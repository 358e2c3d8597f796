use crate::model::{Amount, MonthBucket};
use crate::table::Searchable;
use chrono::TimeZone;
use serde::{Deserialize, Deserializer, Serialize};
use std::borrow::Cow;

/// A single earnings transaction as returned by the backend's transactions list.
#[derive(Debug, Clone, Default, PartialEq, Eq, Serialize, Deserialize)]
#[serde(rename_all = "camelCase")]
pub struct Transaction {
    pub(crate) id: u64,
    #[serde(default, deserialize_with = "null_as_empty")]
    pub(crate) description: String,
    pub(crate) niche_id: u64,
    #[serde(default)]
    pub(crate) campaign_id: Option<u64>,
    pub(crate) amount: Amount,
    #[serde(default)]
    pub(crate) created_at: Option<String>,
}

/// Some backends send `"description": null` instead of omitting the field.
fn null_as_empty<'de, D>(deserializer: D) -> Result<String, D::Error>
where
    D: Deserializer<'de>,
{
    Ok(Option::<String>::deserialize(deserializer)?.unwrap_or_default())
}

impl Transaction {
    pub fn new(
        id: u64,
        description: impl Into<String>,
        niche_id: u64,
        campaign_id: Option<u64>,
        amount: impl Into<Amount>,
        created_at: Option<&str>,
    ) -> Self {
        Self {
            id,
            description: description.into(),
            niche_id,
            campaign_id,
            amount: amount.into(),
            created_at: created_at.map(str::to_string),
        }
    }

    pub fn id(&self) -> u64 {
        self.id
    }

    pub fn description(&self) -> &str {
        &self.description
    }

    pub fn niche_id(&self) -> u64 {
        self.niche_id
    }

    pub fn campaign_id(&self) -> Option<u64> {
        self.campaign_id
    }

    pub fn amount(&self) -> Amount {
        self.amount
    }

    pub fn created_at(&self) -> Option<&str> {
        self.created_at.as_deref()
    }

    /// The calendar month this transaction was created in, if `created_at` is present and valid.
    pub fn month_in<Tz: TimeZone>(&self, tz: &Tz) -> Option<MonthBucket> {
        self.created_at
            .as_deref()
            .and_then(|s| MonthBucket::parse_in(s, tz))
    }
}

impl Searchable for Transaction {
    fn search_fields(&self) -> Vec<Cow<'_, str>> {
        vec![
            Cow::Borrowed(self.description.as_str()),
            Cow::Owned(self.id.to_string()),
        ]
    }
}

--

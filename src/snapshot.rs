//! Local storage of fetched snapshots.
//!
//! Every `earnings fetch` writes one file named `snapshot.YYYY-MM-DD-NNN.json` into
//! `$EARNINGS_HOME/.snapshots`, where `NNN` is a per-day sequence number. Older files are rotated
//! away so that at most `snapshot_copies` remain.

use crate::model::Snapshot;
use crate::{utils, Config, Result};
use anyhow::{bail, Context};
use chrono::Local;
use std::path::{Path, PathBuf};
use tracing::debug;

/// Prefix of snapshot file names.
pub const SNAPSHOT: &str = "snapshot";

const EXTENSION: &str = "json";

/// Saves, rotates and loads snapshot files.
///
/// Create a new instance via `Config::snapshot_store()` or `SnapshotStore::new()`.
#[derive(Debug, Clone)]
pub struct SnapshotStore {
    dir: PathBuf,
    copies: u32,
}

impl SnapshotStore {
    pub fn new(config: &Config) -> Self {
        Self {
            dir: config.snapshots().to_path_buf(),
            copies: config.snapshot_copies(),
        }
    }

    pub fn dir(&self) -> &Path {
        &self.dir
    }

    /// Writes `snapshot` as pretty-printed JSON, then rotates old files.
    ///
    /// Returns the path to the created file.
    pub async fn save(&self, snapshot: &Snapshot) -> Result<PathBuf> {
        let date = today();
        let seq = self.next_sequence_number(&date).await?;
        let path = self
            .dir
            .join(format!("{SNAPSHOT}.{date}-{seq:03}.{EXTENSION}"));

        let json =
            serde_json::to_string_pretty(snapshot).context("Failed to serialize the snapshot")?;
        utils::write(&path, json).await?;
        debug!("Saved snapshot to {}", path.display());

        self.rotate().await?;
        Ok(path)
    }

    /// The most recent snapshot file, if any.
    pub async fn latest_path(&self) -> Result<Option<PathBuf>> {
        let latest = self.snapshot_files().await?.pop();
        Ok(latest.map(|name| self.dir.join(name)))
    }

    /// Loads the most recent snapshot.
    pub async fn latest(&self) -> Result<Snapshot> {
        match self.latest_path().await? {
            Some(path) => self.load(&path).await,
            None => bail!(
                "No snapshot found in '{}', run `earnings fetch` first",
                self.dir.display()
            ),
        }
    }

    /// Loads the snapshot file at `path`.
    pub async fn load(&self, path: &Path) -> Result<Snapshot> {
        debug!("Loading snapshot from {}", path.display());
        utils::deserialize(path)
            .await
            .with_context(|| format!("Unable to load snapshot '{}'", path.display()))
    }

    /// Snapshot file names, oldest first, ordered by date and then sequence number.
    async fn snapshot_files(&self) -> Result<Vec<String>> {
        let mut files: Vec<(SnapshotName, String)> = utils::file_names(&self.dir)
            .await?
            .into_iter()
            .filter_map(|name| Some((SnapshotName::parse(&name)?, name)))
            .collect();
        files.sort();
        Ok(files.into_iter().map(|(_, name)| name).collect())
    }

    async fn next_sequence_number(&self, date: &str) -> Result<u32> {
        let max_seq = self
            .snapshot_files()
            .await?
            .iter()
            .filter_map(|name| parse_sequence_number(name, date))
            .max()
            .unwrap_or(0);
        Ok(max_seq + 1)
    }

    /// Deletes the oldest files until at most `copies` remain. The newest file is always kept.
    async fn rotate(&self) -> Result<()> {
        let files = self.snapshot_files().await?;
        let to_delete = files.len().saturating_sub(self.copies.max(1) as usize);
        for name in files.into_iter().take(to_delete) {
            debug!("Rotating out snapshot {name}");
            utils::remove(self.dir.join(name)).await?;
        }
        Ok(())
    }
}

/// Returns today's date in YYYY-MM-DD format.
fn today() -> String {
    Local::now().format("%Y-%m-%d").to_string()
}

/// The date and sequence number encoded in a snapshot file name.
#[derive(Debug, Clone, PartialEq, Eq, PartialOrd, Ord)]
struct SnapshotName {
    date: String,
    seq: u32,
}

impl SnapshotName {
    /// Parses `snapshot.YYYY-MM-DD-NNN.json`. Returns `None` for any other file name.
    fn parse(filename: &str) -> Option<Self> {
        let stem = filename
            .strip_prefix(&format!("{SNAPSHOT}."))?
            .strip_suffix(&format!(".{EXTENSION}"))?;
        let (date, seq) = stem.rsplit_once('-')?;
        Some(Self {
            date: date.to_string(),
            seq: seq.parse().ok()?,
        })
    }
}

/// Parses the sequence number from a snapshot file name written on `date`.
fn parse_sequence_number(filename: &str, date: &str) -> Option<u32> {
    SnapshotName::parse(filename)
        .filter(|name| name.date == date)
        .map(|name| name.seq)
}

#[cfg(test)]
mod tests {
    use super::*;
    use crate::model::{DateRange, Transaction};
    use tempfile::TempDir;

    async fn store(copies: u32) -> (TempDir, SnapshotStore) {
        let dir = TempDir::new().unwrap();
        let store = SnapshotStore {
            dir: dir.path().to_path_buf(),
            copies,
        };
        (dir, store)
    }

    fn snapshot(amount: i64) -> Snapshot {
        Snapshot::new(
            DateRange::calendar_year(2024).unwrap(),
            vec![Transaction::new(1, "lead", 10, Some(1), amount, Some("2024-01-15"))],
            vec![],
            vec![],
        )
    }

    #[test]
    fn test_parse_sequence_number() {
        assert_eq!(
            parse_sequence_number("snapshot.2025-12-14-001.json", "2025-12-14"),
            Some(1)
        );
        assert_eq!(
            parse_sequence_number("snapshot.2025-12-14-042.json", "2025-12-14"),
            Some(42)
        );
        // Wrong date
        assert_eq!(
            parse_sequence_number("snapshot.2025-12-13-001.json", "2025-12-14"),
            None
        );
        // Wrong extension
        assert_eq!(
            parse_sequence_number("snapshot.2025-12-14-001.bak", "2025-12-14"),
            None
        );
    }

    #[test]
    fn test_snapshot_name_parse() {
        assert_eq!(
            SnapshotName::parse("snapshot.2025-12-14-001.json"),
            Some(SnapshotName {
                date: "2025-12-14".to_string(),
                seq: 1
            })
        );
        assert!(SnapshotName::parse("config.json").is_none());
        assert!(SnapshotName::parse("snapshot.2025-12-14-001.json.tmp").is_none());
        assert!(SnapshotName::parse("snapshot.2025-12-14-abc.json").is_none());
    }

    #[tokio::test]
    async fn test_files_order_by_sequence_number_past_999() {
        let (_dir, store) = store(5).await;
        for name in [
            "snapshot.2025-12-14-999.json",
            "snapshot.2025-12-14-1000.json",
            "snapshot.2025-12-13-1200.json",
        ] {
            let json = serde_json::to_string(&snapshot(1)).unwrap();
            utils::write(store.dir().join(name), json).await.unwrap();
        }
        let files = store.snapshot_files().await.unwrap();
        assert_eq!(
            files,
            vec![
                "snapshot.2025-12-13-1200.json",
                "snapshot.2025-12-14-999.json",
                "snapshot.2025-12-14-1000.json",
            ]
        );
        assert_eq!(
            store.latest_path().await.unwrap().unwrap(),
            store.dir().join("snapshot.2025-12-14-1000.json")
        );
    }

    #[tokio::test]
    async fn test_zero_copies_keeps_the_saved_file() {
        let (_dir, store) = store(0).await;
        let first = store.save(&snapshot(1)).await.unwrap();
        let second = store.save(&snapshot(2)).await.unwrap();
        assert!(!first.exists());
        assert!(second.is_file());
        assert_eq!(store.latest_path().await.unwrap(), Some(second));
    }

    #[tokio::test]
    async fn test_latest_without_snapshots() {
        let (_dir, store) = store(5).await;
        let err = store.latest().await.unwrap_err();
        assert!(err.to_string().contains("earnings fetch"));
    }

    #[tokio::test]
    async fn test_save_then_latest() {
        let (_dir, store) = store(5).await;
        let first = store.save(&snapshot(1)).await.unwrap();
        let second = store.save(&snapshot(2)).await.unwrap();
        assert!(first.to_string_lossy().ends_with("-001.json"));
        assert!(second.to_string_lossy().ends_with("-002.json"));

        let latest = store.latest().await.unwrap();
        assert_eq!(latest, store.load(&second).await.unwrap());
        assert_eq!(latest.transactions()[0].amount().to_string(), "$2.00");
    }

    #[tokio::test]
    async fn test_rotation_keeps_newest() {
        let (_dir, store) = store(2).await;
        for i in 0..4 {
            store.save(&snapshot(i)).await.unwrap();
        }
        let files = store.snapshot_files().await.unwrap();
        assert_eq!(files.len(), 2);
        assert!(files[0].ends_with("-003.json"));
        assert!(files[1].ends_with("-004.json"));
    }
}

▶ TASK DETAILS: Please copy each line of the records above in which the word "today" can be found.

▶ ANSWER FOR THE TASK:
        let date = today();
/// Returns today's date in YYYY-MM-DD format.
fn today() -> String {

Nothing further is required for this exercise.